Plotwise, The Gypsy Morph is simple: following the events of The Elves of Cintra, the various, scattered characters begin moving toward each other, all following the reappearance of Hawk, who has returned from his sojourn in the gardens of the King of the Silver River aware of his true identity and newfound power but painfully ignorant as to his role, other than a vague sense of where to lead his followers. Some of the action occurs off-camera, so to speak, as the author struggles to bring every different plotline to its conclusion.
Hawk, the eponymous gypsy morph, is a particularly impotent character in this novel. The first half of the trilogy seemed to be setting him up to be a leader of some note, but once revealed as the gypsy morph, quite the opposite happened. Hawk began as a divinely-inspired yet practical chieftain for his followers, a Moses for his own time, destined to lead his Ghosts and anyone who chose to join them to the promised land. After discovering that he was at least partially a creature of magic, Hawk came back as a mere bloodhound, guiding the survivors instinctually, in fact but not in spirit, to a destination even he could not envision. Ironically, Mr. Brooks spent more time exploring the internal dialogues of supporting characters than he did Hawk. A potentially great fantasy protagonist went from complex character to vehicle for deus ex machina -- which, of course, is exactly where this story has been heading all along.

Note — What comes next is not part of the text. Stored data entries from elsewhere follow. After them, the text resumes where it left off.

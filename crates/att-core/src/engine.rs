//! Turns a verified code into the day's next attendance event.
//!
//! Each user moves through three states per calendar date:
//!
//! - no events: the next accepted code records an arrival;
//! - arrived: the next accepted code records a departure;
//! - departed: further codes are rejected until the next date.
//!
//! The store's `(user, date, kind)` uniqueness is the race guard. When two
//! submissions read the same state and both try to insert, the loser's
//! duplicate error is reported as [`Rejection::AlreadyComplete`].

use std::sync::Arc;

use chrono::{DateTime, Duration, NaiveDate, NaiveTime, Utc};
use serde::Serialize;
use thiserror::Error;

use crate::error::{EngineError, StoreResultExt};
use crate::store::{AttendanceStore, StoreError};
use crate::totp::{self, Secret};
use crate::types::{
    Alias, AttendanceEvent, DailyStatus, EventKind, Identity, NewAttendanceEvent, PersonName,
    UserId, format_duration,
};
use crate::zone::ReferenceZone;

/// Why a submission did not record anything.
#[derive(Debug, Clone, Copy, PartialEq, Eq, Error, Serialize)]
#[serde(rename_all = "snake_case")]
pub enum Rejection {
    #[error("Invalid code format. Please send the 6-digit code.")]
    InvalidFormat,
    #[error("The code is invalid or has expired. Please try again with a fresh code.")]
    InvalidOrExpired,
    #[error("Attendance is already complete for today (arrival and departure recorded).")]
    AlreadyComplete,
}

/// A successfully persisted event and what to tell the user about it.
#[derive(Debug, Clone, PartialEq, Eq)]
pub struct Recorded {
    pub event: AttendanceEvent,
    /// Wall-clock time of the event in the reference zone.
    pub local_time: NaiveTime,
    /// Set for arrivals at or after the lateness hour.
    pub late: bool,
    /// Time since arrival, set for departures.
    pub worked: Option<Duration>,
}

/// Result of [`Attendance::mark_attendance`].
#[derive(Debug, Clone, PartialEq, Eq)]
pub enum MarkOutcome {
    Recorded(Recorded),
    Rejected(Rejection),
}

impl MarkOutcome {
    pub const fn is_success(&self) -> bool {
        matches!(self, Self::Recorded(_))
    }

    pub const fn event(&self) -> Option<&AttendanceEvent> {
        match self {
            Self::Recorded(recorded) => Some(&recorded.event),
            Self::Rejected(_) => None,
        }
    }

    /// Human-readable reply for the submitter.
    pub fn message(&self) -> String {
        match self {
            Self::Recorded(recorded) => {
                let time = recorded.local_time.format("%H:%M");
                match recorded.event.kind {
                    EventKind::Arrival if recorded.late => {
                        format!("Arrival recorded at {time} (late).")
                    }
                    EventKind::Arrival => format!("Arrival recorded at {time}."),
                    EventKind::Departure => match recorded.worked {
                        Some(worked) => format!(
                            "Departure recorded at {time}. Worked {}.",
                            format_duration(worked)
                        ),
                        None => format!("Departure recorded at {time}."),
                    },
                }
            }
            Self::Rejected(rejection) => rejection.to_string(),
        }
    }
}

/// Attendance engine bound to a store, a shared secret and a reference zone.
pub struct Attendance<S> {
    store: S,
    secret: Arc<Secret>,
    zone: ReferenceZone,
}

impl<S: AttendanceStore> Attendance<S> {
    pub const fn new(store: S, secret: Arc<Secret>, zone: ReferenceZone) -> Self {
        Self {
            store,
            secret,
            zone,
        }
    }

    pub const fn store(&self) -> &S {
        &self.store
    }

    pub const fn zone(&self) -> ReferenceZone {
        self.zone
    }

    /// Verifies `candidate` and records the user's next event for today.
    ///
    /// Format and verification failures and a finished day come back as
    /// [`MarkOutcome::Rejected`]. Only store failures are errors.
    pub fn mark_attendance(
        &self,
        identity: &Identity,
        candidate: &str,
        now: DateTime<Utc>,
    ) -> Result<MarkOutcome, EngineError> {
        let user_id = identity.user_id;
        if totp::normalize_code(candidate).is_none() {
            tracing::debug!(%user_id, "malformed code submitted");
            return Ok(MarkOutcome::Rejected(Rejection::InvalidFormat));
        }
        if !totp::verify(&self.secret, candidate, now) {
            tracing::warn!(%user_id, "code failed verification");
            return Ok(MarkOutcome::Rejected(Rejection::InvalidOrExpired));
        }

        let date = self.zone.date_of(now);
        let status = status_on(&self.store, user_id, date)?;
        let kind = match (&status.arrival, &status.departure) {
            (None, _) => EventKind::Arrival,
            (Some(_), None) => EventKind::Departure,
            (Some(_), Some(_)) => {
                tracing::debug!(%user_id, %date, "attendance already complete");
                return Ok(MarkOutcome::Rejected(Rejection::AlreadyComplete));
            }
        };

        let new_event = NewAttendanceEvent {
            user_id,
            username: identity.username.clone(),
            name: identity.name.clone(),
            timestamp: now,
            kind,
            date,
        };
        let event = match self.store.insert_event(&new_event) {
            Ok(event) => event,
            Err(StoreError::Duplicate { .. }) => {
                tracing::info!(%user_id, %date, %kind, "concurrent submission already recorded this slot");
                return Ok(MarkOutcome::Rejected(Rejection::AlreadyComplete));
            }
            Err(source) => {
                return Err(EngineError::Persistence {
                    operation: "record attendance",
                    source,
                });
            }
        };
        tracing::info!(%user_id, %date, %kind, id = event.id, "attendance recorded");

        let worked = match kind {
            EventKind::Arrival => None,
            EventKind::Departure => status
                .arrival
                .as_ref()
                .map(|arrival| event.timestamp - arrival.timestamp),
        };
        Ok(MarkOutcome::Recorded(Recorded {
            local_time: self.zone.time_of(event.timestamp),
            late: kind == EventKind::Arrival && self.zone.is_late(event.timestamp),
            worked,
            event,
        }))
    }

    /// Today's status for `user_id`.
    pub fn status(&self, user_id: UserId, now: DateTime<Utc>) -> Result<DailyStatus, EngineError> {
        daily_status(&self.store, self.zone, user_id, now)
    }

    pub fn set_alias(&self, user_id: UserId, name: PersonName) -> Result<Alias, EngineError> {
        set_alias(&self.store, user_id, name)
    }
}

/// Today's status for `user_id`, with "today" taken in `zone`.
pub fn daily_status<S: AttendanceStore>(
    store: &S,
    zone: ReferenceZone,
    user_id: UserId,
    now: DateTime<Utc>,
) -> Result<DailyStatus, EngineError> {
    status_on(store, user_id, zone.date_of(now))
}

fn status_on<S: AttendanceStore>(
    store: &S,
    user_id: UserId,
    date: NaiveDate,
) -> Result<DailyStatus, EngineError> {
    let events = store
        .events_for_user_on(user_id, date)
        .during("load daily status")?;
    Ok(DailyStatus::from_events(events))
}

/// Stores `name` as the display name for `user_id`, replacing any previous one.
pub fn set_alias<S: AttendanceStore>(
    store: &S,
    user_id: UserId,
    name: PersonName,
) -> Result<Alias, EngineError> {
    let name = PersonName::new(name.first, name.last)?;
    let alias = Alias { user_id, name };
    store.upsert_alias(&alias).during("save alias")?;
    tracing::info!(%user_id, alias = %alias.name, "alias saved");
    Ok(alias)
}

Hawk's character is representative of the theme of faith that is inherent to the work of Terry Brooks. Just as Brooks has always refused to delve into the mechanics of his system of magic and the world of fairy from which it derives, with Hawk he chooses not to explore the nature of his supernatural side farther than the simple declaration that Hawk is partly human, partly a being of elemental magic. Hawk himself knows no more than that. The fairies and the magic they represent are not characters in and of themselves as they are, essentially, in Robert Jordan's Wheel of Time, and the reader is left to take a lot on faith, much like Hawk's own band of doubtful followers.
Those hoping to see an overt connection to the Shannara future at the end of this trilogy may be disappointed, but looking back it could only have ended in the way that it does. The ending is one of the book's strengths and readers may be surprised by how it happens, but the fact that the story is well-bracketed with strong beginnings and endings does not make up for the mediocrity of its middle.
Needless to say, the span of time between the end of this story and the beginnings of the world of Shannara we know and love will prove an immense and fertile ground for sequels to Genesis.